- **WHAT TO PRODUCE**
Nothing outside the range is wanted. Repeat exactly the lines below from the one with "use std::fmt::Write;" through the one with "if trend.direction == TrendDirection::Same".

:: DATASET

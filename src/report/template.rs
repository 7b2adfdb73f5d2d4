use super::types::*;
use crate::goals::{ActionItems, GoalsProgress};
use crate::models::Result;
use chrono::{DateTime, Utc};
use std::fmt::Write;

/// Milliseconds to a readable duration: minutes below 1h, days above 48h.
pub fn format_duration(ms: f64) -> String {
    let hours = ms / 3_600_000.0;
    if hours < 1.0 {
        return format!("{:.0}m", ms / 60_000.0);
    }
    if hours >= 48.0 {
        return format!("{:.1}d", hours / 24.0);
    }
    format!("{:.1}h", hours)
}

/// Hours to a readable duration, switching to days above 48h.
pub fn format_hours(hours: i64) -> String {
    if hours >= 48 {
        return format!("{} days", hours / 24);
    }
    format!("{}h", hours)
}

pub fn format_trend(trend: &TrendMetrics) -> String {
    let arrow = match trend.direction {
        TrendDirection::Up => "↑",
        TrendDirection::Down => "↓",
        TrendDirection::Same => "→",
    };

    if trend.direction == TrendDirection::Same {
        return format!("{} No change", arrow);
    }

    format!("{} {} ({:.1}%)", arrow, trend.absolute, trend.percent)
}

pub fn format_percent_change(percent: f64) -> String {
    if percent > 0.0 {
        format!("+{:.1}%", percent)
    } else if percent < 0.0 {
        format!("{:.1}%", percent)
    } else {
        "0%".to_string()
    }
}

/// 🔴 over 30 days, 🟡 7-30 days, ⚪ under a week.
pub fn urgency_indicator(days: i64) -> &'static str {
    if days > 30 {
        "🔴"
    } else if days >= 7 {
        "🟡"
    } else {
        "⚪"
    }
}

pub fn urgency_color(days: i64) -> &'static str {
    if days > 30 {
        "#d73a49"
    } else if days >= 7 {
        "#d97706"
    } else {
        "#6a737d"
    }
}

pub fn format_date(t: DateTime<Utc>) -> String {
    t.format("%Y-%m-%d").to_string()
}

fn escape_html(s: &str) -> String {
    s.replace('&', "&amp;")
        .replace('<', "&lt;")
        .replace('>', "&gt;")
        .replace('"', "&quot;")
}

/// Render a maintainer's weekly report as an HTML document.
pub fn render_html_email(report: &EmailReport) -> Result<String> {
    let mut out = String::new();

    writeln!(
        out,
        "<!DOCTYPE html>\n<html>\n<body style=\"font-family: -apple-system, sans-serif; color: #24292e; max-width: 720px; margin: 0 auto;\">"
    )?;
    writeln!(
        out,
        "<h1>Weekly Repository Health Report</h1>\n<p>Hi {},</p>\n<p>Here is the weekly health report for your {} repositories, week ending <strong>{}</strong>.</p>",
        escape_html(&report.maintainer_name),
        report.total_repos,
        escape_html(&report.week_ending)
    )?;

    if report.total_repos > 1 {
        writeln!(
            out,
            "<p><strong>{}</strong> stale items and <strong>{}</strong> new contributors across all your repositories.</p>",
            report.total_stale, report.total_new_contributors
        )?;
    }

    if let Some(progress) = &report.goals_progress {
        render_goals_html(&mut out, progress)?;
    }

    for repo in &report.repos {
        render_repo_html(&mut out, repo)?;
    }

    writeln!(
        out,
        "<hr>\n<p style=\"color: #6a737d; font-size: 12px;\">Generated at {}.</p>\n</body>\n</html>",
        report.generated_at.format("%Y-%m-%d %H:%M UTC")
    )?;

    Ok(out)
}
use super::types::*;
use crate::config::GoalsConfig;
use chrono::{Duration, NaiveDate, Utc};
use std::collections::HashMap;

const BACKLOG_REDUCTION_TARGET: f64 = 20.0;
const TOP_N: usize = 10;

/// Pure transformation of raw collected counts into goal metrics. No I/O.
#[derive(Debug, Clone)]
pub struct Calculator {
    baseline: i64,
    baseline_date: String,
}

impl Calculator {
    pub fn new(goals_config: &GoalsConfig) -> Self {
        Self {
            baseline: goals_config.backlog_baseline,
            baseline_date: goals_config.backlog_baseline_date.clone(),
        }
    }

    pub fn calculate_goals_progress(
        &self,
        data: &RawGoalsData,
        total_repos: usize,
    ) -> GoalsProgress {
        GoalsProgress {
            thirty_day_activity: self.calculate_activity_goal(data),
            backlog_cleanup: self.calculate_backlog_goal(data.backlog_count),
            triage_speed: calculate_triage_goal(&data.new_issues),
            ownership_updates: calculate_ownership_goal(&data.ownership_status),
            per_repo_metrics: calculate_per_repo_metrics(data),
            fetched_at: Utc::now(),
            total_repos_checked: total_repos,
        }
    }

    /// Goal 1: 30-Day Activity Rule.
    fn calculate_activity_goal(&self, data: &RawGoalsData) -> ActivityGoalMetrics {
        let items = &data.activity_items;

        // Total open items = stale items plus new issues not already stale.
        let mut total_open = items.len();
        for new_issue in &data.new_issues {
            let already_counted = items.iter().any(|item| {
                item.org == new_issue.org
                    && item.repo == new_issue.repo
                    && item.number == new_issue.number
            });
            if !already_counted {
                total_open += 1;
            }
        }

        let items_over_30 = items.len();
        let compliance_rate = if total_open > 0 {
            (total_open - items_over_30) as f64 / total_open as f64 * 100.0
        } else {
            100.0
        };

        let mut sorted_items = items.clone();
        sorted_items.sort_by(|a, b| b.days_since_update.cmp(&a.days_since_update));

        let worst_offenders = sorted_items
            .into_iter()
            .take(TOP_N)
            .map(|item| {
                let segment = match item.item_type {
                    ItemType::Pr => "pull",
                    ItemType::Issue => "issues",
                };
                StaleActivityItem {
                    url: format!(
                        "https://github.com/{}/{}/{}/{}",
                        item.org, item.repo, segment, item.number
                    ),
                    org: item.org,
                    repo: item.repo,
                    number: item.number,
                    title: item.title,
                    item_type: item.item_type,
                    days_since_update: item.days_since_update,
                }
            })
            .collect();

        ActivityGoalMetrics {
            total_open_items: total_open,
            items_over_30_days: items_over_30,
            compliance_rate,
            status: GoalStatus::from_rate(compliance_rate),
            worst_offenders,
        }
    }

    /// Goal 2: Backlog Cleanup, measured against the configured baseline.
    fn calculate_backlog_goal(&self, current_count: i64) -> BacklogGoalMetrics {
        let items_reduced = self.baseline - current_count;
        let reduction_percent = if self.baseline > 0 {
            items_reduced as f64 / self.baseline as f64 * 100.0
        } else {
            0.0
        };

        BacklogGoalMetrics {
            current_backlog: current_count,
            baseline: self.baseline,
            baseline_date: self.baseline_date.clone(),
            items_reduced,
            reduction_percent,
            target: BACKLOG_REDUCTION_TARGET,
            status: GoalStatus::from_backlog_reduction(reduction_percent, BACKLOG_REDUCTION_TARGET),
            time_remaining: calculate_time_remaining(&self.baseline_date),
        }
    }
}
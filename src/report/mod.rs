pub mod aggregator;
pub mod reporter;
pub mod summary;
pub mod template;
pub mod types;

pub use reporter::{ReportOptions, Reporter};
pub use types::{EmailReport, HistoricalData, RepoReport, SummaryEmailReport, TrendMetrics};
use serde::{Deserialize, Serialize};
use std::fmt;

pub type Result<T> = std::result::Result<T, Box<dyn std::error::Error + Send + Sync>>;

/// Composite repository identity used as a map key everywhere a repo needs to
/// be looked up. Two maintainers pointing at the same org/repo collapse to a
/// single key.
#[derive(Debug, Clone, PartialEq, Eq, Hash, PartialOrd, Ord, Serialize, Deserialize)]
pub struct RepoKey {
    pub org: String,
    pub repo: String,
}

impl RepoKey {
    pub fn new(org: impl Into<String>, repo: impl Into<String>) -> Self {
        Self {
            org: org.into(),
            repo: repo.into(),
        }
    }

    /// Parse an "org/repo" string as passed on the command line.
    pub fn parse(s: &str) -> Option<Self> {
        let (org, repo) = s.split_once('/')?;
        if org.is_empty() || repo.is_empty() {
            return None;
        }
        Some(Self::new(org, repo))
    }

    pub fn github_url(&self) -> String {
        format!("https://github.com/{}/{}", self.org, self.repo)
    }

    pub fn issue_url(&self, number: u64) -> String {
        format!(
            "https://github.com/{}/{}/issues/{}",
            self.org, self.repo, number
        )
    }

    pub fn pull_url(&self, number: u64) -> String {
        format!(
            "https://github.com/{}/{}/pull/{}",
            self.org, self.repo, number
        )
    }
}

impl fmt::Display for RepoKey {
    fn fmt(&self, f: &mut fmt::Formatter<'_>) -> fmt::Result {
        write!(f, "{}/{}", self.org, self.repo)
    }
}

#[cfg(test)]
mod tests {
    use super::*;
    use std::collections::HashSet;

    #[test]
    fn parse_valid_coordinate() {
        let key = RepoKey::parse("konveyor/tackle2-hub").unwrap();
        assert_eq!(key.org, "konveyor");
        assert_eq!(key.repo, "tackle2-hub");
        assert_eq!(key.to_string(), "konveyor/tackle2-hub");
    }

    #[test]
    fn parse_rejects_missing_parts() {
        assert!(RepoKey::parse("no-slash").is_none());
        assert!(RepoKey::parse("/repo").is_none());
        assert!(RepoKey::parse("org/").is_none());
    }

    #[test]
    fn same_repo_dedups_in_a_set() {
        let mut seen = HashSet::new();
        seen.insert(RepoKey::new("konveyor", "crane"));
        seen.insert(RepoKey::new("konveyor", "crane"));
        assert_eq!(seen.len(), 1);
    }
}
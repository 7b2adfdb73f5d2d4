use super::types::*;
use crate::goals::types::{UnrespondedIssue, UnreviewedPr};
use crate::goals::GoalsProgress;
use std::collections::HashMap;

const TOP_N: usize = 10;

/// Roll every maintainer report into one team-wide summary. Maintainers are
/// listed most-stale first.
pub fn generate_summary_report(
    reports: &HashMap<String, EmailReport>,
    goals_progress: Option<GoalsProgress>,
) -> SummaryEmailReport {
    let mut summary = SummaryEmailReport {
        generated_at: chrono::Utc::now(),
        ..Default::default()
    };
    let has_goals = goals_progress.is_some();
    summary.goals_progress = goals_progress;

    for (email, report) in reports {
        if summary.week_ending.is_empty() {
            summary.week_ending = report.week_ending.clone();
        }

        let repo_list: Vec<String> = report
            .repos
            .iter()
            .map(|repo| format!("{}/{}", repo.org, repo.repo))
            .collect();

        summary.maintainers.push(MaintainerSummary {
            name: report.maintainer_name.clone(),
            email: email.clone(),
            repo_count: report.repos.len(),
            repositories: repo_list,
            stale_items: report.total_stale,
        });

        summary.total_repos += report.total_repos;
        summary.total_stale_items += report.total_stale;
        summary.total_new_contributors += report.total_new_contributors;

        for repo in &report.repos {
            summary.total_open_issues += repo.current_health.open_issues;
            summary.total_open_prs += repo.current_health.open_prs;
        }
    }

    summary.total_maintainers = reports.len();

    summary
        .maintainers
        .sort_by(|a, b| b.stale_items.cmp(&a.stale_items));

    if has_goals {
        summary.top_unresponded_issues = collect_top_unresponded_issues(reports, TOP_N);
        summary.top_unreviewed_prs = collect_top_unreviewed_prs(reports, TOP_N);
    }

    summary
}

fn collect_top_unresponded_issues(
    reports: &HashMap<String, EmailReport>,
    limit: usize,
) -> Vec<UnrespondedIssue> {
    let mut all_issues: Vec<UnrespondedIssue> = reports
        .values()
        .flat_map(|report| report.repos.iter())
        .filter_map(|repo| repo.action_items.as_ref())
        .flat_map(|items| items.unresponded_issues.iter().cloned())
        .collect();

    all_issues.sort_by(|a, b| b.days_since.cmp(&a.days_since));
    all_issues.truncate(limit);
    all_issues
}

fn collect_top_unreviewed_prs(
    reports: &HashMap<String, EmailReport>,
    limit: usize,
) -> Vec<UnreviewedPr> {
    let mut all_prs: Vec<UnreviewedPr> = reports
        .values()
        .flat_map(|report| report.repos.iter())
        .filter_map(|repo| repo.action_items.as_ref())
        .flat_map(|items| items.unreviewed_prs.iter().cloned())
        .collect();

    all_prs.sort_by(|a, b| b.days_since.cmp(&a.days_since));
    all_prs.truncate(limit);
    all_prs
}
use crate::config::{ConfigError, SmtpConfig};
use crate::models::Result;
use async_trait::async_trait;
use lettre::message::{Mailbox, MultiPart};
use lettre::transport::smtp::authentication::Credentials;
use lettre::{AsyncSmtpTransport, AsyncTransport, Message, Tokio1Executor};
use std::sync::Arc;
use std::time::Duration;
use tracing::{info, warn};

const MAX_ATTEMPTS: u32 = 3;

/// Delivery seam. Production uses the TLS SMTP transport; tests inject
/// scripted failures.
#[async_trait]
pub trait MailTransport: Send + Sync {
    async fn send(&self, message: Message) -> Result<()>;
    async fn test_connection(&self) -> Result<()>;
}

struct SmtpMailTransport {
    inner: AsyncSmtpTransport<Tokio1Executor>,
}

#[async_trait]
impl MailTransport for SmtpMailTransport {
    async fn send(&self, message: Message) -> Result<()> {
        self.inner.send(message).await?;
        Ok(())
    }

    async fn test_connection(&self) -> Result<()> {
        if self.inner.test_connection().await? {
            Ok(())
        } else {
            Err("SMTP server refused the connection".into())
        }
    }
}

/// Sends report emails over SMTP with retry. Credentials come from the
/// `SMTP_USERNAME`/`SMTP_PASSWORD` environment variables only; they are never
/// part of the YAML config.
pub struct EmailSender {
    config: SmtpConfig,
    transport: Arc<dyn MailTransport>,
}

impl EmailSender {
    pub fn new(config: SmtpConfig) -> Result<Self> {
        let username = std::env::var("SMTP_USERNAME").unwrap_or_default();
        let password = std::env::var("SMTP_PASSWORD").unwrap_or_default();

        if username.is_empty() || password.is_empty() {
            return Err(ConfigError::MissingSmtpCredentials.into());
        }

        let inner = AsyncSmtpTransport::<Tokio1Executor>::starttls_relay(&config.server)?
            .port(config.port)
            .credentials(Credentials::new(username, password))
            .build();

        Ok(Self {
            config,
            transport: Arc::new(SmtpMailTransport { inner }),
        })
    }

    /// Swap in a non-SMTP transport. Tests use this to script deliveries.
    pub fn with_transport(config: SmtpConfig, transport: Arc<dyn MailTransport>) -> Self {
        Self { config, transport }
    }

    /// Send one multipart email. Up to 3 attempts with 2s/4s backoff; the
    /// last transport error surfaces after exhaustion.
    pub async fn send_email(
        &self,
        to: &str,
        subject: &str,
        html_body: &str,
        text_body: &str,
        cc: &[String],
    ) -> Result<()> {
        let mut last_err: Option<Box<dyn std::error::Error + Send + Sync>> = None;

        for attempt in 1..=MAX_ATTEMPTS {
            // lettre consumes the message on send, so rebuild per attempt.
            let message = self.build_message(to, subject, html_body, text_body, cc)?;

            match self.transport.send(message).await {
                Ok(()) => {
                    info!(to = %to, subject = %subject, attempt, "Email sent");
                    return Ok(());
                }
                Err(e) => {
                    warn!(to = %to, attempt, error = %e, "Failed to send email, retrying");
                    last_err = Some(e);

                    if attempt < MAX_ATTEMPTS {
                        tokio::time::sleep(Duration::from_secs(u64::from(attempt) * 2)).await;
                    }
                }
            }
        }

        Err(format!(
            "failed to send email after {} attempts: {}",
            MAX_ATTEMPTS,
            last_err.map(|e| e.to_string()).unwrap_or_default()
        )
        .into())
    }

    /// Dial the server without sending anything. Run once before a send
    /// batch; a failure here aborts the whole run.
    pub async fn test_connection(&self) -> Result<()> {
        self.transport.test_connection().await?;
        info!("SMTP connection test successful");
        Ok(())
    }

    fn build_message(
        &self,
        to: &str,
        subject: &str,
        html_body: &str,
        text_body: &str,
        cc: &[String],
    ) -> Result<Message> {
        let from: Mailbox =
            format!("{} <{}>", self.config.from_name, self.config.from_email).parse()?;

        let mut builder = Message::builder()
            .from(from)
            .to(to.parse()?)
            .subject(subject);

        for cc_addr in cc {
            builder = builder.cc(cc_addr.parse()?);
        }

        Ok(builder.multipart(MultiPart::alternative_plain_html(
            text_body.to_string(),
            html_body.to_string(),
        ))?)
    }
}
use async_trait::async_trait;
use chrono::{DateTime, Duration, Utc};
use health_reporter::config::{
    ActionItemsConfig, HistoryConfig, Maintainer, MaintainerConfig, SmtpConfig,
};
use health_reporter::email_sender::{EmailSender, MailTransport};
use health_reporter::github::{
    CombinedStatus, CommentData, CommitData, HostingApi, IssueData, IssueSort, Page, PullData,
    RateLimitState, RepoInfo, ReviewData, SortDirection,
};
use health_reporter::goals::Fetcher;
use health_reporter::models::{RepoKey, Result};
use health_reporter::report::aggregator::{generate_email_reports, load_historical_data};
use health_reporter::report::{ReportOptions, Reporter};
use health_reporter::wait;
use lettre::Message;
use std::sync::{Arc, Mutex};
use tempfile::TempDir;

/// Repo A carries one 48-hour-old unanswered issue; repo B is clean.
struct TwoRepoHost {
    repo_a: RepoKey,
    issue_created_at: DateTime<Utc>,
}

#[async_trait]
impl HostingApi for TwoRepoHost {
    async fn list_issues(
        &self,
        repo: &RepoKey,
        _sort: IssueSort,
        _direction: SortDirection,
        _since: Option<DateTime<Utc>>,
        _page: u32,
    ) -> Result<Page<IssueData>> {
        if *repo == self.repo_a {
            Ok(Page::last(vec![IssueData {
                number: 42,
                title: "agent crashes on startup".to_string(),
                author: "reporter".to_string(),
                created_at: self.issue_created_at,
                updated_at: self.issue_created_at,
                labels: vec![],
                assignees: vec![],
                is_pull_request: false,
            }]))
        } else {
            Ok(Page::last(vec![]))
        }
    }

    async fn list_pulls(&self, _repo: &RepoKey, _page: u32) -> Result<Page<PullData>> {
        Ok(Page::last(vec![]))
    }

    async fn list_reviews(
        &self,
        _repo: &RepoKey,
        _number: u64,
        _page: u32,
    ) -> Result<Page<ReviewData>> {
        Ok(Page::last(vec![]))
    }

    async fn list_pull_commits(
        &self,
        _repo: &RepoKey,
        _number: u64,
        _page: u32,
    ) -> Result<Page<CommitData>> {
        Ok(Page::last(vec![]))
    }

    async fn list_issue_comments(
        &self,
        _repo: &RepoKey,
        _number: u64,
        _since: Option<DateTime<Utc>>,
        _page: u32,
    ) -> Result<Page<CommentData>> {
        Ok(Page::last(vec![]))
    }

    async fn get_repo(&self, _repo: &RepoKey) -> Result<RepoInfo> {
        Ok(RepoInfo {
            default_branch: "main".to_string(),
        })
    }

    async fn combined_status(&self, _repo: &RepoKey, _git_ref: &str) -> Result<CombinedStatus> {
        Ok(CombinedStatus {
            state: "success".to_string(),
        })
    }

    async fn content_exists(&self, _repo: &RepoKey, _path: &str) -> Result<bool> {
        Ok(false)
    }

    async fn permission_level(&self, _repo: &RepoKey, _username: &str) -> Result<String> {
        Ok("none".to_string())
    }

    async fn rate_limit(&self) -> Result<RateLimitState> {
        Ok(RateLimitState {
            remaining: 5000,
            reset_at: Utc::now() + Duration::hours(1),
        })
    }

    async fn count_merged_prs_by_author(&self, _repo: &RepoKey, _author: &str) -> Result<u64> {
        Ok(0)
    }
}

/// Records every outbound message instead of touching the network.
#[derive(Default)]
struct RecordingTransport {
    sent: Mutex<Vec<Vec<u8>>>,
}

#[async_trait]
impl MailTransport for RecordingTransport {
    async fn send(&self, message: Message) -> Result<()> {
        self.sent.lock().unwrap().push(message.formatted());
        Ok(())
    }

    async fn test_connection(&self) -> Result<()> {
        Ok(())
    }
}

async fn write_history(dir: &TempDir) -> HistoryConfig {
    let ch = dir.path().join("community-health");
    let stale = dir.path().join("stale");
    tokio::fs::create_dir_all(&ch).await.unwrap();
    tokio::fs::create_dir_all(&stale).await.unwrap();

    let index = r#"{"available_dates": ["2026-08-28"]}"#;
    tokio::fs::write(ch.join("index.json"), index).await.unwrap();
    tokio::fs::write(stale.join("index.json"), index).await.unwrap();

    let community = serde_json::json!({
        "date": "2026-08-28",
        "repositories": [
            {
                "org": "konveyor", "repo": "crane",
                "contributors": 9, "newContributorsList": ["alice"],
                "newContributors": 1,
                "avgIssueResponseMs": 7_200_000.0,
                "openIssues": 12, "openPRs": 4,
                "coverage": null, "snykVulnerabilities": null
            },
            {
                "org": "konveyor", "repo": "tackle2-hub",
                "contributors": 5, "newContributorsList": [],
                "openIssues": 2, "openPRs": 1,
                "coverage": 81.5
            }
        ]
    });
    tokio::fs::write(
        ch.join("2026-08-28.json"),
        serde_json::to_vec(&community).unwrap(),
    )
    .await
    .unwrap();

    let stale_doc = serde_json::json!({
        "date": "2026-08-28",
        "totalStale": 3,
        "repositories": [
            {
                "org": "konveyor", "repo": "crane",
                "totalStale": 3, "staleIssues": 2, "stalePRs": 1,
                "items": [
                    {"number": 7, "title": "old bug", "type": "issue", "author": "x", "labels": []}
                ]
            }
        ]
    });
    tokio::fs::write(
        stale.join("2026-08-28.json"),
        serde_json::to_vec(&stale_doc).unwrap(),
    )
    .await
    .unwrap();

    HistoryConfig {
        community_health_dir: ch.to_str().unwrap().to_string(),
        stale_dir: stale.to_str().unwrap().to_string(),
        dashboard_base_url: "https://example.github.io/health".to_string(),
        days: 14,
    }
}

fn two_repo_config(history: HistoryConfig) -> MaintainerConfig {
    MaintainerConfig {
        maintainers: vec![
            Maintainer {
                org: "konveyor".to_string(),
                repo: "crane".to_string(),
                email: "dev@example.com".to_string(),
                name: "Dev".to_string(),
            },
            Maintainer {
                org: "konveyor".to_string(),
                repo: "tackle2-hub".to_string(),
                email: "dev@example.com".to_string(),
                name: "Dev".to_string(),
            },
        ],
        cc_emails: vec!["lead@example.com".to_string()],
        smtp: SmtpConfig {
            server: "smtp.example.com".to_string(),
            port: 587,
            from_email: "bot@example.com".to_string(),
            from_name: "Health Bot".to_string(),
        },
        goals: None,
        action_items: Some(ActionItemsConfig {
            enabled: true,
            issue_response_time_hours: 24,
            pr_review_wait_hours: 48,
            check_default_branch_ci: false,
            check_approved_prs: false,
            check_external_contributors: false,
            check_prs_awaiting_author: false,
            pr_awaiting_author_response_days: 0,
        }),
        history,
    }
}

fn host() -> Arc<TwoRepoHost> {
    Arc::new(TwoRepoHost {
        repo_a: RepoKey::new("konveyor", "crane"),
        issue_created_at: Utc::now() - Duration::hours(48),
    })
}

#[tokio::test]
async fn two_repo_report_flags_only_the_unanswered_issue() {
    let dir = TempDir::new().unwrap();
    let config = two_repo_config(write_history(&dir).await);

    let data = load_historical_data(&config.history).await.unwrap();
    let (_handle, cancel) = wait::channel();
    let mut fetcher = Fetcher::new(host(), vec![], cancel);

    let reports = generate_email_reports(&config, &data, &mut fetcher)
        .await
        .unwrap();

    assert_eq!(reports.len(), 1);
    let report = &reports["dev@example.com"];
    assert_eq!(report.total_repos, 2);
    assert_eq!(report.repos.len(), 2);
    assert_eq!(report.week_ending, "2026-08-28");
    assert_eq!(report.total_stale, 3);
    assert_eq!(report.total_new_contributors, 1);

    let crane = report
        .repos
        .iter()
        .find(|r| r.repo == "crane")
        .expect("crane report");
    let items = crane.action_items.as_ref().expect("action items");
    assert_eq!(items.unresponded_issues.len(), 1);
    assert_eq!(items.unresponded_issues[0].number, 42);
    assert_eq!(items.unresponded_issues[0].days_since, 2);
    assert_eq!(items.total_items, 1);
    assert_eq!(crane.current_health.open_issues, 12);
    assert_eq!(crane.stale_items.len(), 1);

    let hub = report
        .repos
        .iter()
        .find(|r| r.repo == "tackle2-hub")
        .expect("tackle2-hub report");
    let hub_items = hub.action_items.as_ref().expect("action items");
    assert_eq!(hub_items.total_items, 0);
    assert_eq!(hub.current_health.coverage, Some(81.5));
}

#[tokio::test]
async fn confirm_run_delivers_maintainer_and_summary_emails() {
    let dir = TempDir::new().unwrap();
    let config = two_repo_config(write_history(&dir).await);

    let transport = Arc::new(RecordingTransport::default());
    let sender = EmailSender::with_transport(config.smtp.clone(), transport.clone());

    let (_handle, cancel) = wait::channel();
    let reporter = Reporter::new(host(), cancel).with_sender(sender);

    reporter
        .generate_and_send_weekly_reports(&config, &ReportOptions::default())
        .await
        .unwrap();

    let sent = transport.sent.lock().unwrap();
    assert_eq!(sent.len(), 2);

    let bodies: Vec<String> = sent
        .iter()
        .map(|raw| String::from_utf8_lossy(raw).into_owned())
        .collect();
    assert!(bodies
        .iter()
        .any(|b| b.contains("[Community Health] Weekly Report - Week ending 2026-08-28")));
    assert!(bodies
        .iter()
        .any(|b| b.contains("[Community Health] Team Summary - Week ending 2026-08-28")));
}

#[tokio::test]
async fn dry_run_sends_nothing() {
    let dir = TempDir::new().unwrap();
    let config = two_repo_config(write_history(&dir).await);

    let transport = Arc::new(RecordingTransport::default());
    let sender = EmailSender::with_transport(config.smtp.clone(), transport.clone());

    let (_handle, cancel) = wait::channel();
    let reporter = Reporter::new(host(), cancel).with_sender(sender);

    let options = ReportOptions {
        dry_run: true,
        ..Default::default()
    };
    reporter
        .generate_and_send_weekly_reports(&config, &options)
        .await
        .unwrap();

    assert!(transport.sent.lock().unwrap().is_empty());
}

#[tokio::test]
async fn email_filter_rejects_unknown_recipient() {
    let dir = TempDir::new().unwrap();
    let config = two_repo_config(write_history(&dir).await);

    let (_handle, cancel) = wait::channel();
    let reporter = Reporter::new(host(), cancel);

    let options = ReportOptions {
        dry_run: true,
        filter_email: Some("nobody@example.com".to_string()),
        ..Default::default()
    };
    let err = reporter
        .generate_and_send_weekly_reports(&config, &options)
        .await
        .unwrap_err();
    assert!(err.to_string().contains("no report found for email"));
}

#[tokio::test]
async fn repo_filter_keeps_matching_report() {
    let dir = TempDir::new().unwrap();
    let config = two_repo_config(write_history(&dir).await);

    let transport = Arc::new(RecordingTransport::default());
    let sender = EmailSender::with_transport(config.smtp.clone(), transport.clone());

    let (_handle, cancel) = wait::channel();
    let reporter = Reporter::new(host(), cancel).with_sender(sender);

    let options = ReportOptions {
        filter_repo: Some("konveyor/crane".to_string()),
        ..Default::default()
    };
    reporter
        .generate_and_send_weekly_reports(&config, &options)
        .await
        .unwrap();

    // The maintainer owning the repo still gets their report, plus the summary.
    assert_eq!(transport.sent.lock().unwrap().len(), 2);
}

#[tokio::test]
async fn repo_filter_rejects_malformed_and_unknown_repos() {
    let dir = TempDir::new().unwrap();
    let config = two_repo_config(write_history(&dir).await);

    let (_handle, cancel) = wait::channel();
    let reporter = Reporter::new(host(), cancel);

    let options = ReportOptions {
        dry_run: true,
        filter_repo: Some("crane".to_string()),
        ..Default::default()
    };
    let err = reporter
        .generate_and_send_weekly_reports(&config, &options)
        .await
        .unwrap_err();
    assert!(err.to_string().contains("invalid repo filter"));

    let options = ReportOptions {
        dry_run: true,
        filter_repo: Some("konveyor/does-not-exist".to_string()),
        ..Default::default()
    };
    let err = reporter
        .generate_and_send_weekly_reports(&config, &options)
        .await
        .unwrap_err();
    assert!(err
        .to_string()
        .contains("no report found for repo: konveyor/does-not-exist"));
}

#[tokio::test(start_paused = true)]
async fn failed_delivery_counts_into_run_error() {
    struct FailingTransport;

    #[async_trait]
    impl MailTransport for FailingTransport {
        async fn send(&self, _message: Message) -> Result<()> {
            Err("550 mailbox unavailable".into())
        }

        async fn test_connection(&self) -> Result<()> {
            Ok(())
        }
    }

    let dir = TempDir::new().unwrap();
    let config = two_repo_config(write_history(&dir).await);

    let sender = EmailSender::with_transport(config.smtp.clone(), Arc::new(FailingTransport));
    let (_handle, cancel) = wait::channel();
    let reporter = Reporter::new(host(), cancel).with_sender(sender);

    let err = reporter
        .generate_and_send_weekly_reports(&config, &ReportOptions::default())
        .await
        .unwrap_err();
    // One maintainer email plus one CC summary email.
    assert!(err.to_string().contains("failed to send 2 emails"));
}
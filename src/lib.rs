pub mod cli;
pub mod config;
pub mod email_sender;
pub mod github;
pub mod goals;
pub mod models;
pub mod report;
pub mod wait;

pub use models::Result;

::::

- **SOLVED PROBLEM**
use std::fmt::Write;

/// Milliseconds to a readable duration: minutes below 1h, days above 48h.
pub fn format_duration(ms: f64) -> String {
    let hours = ms / 3_600_000.0;
    if hours < 1.0 {
        return format!("{:.0}m", ms / 60_000.0);
    }
    if hours >= 48.0 {
        return format!("{:.1}d", hours / 24.0);
    }
    format!("{:.1}h", hours)
}

/// Hours to a readable duration, switching to days above 48h.
pub fn format_hours(hours: i64) -> String {
    if hours >= 48 {
        return format!("{} days", hours / 24);
    }
    format!("{}h", hours)
}

pub fn format_trend(trend: &TrendMetrics) -> String {
    let arrow = match trend.direction {
        TrendDirection::Up => "↑",
        TrendDirection::Down => "↓",
        TrendDirection::Same => "→",
    };

    if trend.direction == TrendDirection::Same {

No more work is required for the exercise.